Thursday, October 25, 2018
Portrait of Jennie
The last of four films starring Cotten and Jones (the other being Since You Went Away, Love Letters, and Duel in the Sun), Portrait of Jennie has a more ethereal ambiance than their previous collaborations. (Seeing as how Dieterle also made the likes of A Midsummer Night's Dream and The Devil and Daniel Webster, such a story wasn't too much of a stretch for him.) And bear in mind that this wasn't a big hit upon its release (though it has been vindicated by the passage of time).
Anyway, both Cotten and Jones were big box-office draws at the time (with Jones having several Oscar nominations and a win to her name). And as mentioned before, they've worked together before so the studio (read: most likely David O. Selznick) saw lightning striking again. Though none of the principal players are around anymore, their work lives on.
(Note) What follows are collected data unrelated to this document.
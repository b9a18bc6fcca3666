//! matrix-ctl library entry point.
//!
//! Re-exports all public modules so that integration tests in `tests/`
//! and the binary entry point in `main.rs` share the same module tree.

pub mod application;
pub mod infrastructure;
But what can be said of Portrait of Jennie without giving anything away? Perhaps what could be mentioned is that it's different from the various romances of the decade. It's a gradual build-up with Eben and Jennie's relationship, not an immediate love at first sight scenario. How often did you see that in older films?
Portrait of Jennie was very different from the many films of the era, and its originality makes it stand out among them. A slew of them are generally one-sided with romance but Dieterle makes sure not to do the same. (Doesn't always work but he at least tries.)